Hedge Fund Positioning

I believe that hedge funds are the largest determinant of intermediate term market direction these days. Real money investors (pensions, wealth funds, endowments) account for a larger portion of the market but they are largely longer term investors and don't trade as much. On the other hand hedge funds' "risk management" techniques have them cutting exposure when the market goes lower and adding exposure when the market goes higher, exacerbating moves. That is why I believe it is important to track their positioning.

Yesterday, I spoke about how hedge funds have largely derisked and it was unlikely that a great deal more of liquidations would come from them. However, I don't believe that hedge funds will necessarily jump back in the pool either. Economic data will likely be weak and the negative seasonality will likely dampen the market enough so that they don't feel the need to chase the market higher.
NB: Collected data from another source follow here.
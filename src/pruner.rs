//! Removal of directories left empty by a move or purge.

use crate::error::{SweepError, SweepResult, is_transient};
use serde::Serialize;
use std::collections::HashSet;
use std::fs;
use std::path::{Path, PathBuf};
use walkdir::WalkDir;

/// Directories removed by one prune pass.
#[derive(Debug, Clone, Default, Serialize)]
pub struct PruneReport {
    pub removed: Vec<PathBuf>,
}

/// Deletes empty directories below a root, deepest first.
#[derive(Debug, Clone)]
pub struct Pruner {
    inert_files: HashSet<String>,
    skipped_dirs: Vec<PathBuf>,
}

impl Pruner {
    /// A pruner that treats the given file names as non-content.
    pub fn new<I, S>(inert_files: I) -> Self
    where
        I: IntoIterator<Item = S>,
        S: Into<String>,
    {
        Self {
            inert_files: inert_files.into_iter().map(Into::into).collect(),
            skipped_dirs: Vec::new(),
        }
    }

    /// Leaves the subtree at `dir` untouched, `dir` included.
    pub fn skip_dir(mut self, dir: impl Into<PathBuf>) -> Self {
        self.skipped_dirs.push(dir.into());
        self
    }

    /// True when `dir` has no entries, or only inert ones.
    ///
    /// A directory that can no longer be read because it vanished counts as
    /// not empty, so it is left alone.
    pub fn is_effectively_empty(&self, dir: &Path) -> SweepResult<bool> {
        let entries = match fs::read_dir(dir) {
            Ok(entries) => entries,
            Err(e) if is_transient(&e) => return Ok(false),
            Err(e) => return Err(SweepError::io(dir, e)),
        };

        for entry in entries {
            let entry = match entry {
                Ok(entry) => entry,
                Err(e) if is_transient(&e) => continue,
                Err(e) => return Err(SweepError::io(dir, e)),
            };
            if !self.inert_files.contains(entry.file_name().to_string_lossy().as_ref()) {
                return Ok(false);
            }
        }
        Ok(true)
    }

    /// Removes every effectively empty directory below `root`.
    ///
    /// Directories are handled deepest first so a parent whose only child
    /// was pruned goes in the same pass. `root` itself is never removed, and
    /// symlinks to directories are not followed. Removal takes inert files
    /// with it.
    pub fn prune(&self, root: &Path) -> SweepResult<PruneReport> {
        let mut directories: Vec<(usize, PathBuf)> = Vec::new();
        let entries = WalkDir::new(root)
            .min_depth(1)
            .follow_links(false)
            .into_iter()
            .filter_entry(|entry| !self.skipped_dirs.iter().any(|d| d == entry.path()));
        for entry in entries {
            let entry = match entry {
                Ok(entry) => entry,
                Err(err) => {
                    let path = err.path().map(Path::to_path_buf).unwrap_or_default();
                    match err.into_io_error() {
                        Some(e) if is_transient(&e) => continue,
                        Some(e) => return Err(SweepError::io(path, e)),
                        None => continue,
                    }
                }
            };
            if entry.file_type().is_dir() {
                directories.push((entry.depth(), entry.into_path()));
            }
        }

        directories.sort_by(|a, b| b.0.cmp(&a.0).then_with(|| a.1.cmp(&b.1)));

        let mut report = PruneReport::default();
        for (_, dir) in directories {
            if !self.is_effectively_empty(&dir)? {
                continue;
            }
            match fs::remove_dir_all(&dir) {
                Ok(()) => {
                    tracing::debug!("Pruned empty directory {}", dir.display());
                    report.removed.push(dir);
                }
                Err(e) if is_transient(&e) => {
                    tracing::debug!("Directory {} vanished before pruning", dir.display());
                }
                Err(e) => return Err(SweepError::Removal { path: dir, source: e }),
            }
        }

        Ok(report)
    }
}

impl Default for Pruner {
    fn default() -> Self {
        Self::new([".DS_Store"])
    }
}

/// Prunes `root` with the default inert file set.
pub fn prune(root: &Path) -> SweepResult<PruneReport> {
    Pruner::default().prune(root)
}
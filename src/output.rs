//! Output formatting and styling module.
//!
//! Everything the CLI prints for people goes through [`OutputFormatter`]:
//! colored status lines, progress bars for moves and deletions, and summary
//! tables. Diagnostics go through `tracing` instead.

use crate::classifier::BYTES_PER_MB;
use colored::*;
use indicatif::{ProgressBar, ProgressStyle};
use std::collections::HashMap;

/// Bytes per gigabyte, decimal.
const BYTES_PER_GB: u64 = 1000 * BYTES_PER_MB;

/// Formats a byte count as `"12.34 MB"`, or `"1.23 GB"` once it would
/// print as 1000.00 MB or more. Rounds half up.
///
/// ```
/// use dirsweep::output::format_size;
///
/// assert_eq!(format_size(2_500_000), "2.50 MB");
/// assert_eq!(format_size(1_500_000_000), "1.50 GB");
/// ```
pub fn format_size(bytes: u64) -> String {
    let centi_mb = hundredths(bytes, BYTES_PER_MB);
    if centi_mb < 100_000 {
        format!("{}.{:02} MB", centi_mb / 100, centi_mb % 100)
    } else {
        let centi_gb = hundredths(bytes, BYTES_PER_GB);
        format!("{}.{:02} GB", centi_gb / 100, centi_gb % 100)
    }
}

// `bytes / unit` in hundredths, rounded half up.
fn hundredths(bytes: u64, unit: u64) -> u64 {
    let step = unit / 100;
    bytes.saturating_add(step / 2) / step
}

fn plural(count: usize) -> &'static str {
    if count == 1 { "file" } else { "files" }
}

/// Manages all CLI output with consistent styling.
pub struct OutputFormatter;

impl OutputFormatter {
    /// Prints a success message in green with a checkmark.
    pub fn success(message: &str) {
        println!("{} {}", "✓".green(), message);
    }

    /// Prints an error message in red with an X mark.
    pub fn error(message: &str) {
        eprintln!("{} {}", "✗".red(), message);
    }

    /// Prints a warning message in yellow.
    pub fn warning(message: &str) {
        println!("{} {}", "⚠".yellow(), message);
    }

    pub fn info(message: &str) {
        println!("{}", message.cyan());
    }

    pub fn plain(message: &str) {
        println!("{}", message);
    }

    pub fn header(header: &str) {
        println!("\n{}", header.bold());
    }

    /// Prints a dry-run notice.
    pub fn dry_run_notice(message: &str) {
        println!("{}", format!("[DRY RUN] {}", message).yellow());
    }

    /// Creates a progress bar for `total` file operations.
    pub fn create_progress_bar(total: u64) -> ProgressBar {
        let pb = ProgressBar::new(total);
        let style = ProgressStyle::default_bar()
            .template("{spinner:.cyan} [{bar:40.cyan/blue}] {pos}/{len} {msg}")
            .unwrap_or_else(|_| ProgressStyle::default_bar())
            .progress_chars("█▓░");
        pb.set_style(style);
        pb
    }

    /// Creates a spinner for work whose size is not known up front.
    pub fn create_spinner() -> ProgressBar {
        let pb = ProgressBar::new_spinner();
        let style = ProgressStyle::default_spinner()
            .template("{spinner:.cyan} {pos} files {msg}")
            .unwrap_or_else(|_| ProgressStyle::default_spinner());
        pb.set_style(style);
        pb
    }

    /// Renders the per-bucket table printed after classification.
    pub fn bucket_table(bucket_counts: &HashMap<String, usize>, total_files: usize) -> String {
        let mut buckets: Vec<_> = bucket_counts.iter().collect();
        buckets.sort_by_key(|&(name, _)| name);

        let width = buckets
            .iter()
            .map(|(name, _)| name.len())
            .max()
            .unwrap_or(0)
            .max("Folder".len());

        let mut lines = Vec::with_capacity(buckets.len() + 4);
        lines.push(format!("{:<width$} | Files", "Folder"));
        lines.push("-".repeat(width + 10));
        for (bucket, count) in &buckets {
            lines.push(format!("{:<width$} | {} {}", bucket, count, plural(**count)));
        }
        lines.push("-".repeat(width + 10));
        lines.push(format!(
            "{:<width$} | {} {}",
            "Total",
            total_files,
            plural(total_files)
        ));
        lines.join("\n")
    }

    /// Prints the per-bucket summary table.
    pub fn summary_table(bucket_counts: &HashMap<String, usize>, total_files: usize) {
        Self::header("SUMMARY");
        println!("{}", Self::bucket_table(bucket_counts, total_files));
    }

    /// One-line purge summary: `"Deleted 3 files, reclaimed 12.00 MB"`.
    pub fn purge_line(files_deleted: usize, bytes_reclaimed: u64) -> String {
        format!(
            "Deleted {} {}, reclaimed {}",
            files_deleted,
            plural(files_deleted),
            format_size(bytes_reclaimed)
        )
    }
}

#[cfg(test)]
mod tests {
    use super::*;

    #[test]
    fn test_format_size_switches_at_1000_mb() {
        assert_eq!(format_size(0), "0.00 MB");
        assert_eq!(format_size(999_990_000), "999.99 MB");
        assert_eq!(format_size(999_994_999), "999.99 MB");
        assert_eq!(format_size(999_995_000), "1.00 GB");
        assert_eq!(format_size(999_999_999), "1.00 GB");
        assert_eq!(format_size(1_000_000_000), "1.00 GB");
        assert_eq!(format_size(12_340_000_000), "12.34 GB");
    }

    #[test]
    fn test_purge_line() {
        assert_eq!(
            OutputFormatter::purge_line(1, 2_000_000),
            "Deleted 1 file, reclaimed 2.00 MB"
        );
        assert_eq!(
            OutputFormatter::purge_line(4, 3_000_000_000),
            "Deleted 4 files, reclaimed 3.00 GB"
        );
    }

    #[test]
    fn test_bucket_table_is_sorted() {
        let mut counts = HashMap::new();
        counts.insert("pdfs".to_string(), 2);
        counts.insert("images".to_string(), 1);

        let table = OutputFormatter::bucket_table(&counts, 3);
        let lines: Vec<_> = table.lines().collect();

        assert_eq!(lines[0], "Folder | Files");
        assert_eq!(lines[2], "images | 1 file");
        assert_eq!(lines[3], "pdfs   | 2 files");
        assert_eq!(lines[5], "Total  | 3 files");
    }
}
Many hedge funds were burned by their shorts at the March 2009 lows. Back then there were more short recommendations floating around than longs. The heavily shorted stocks trounced the market, which itself showed amazing returns. After being burned so badly hedge funds are likely shy about getting short. If hedge funds were short I would say that is a positive for the market but I don't get the sense that they are. Overall hedge fund positioning does not give great clues as to the markets direction although it is closer to being a bullish factor than a bearish factor.


PJ said...

Financials strong today now that the financial reform bill is settled.

Anonymous said...

I think traditional long-short equity hedge funds are more important in setting prices than mutual funds or real-money managers, as you say, but the real price-setting seems to be done by high-frequency traders at Goldman Sachs, JPM, and the quant funds.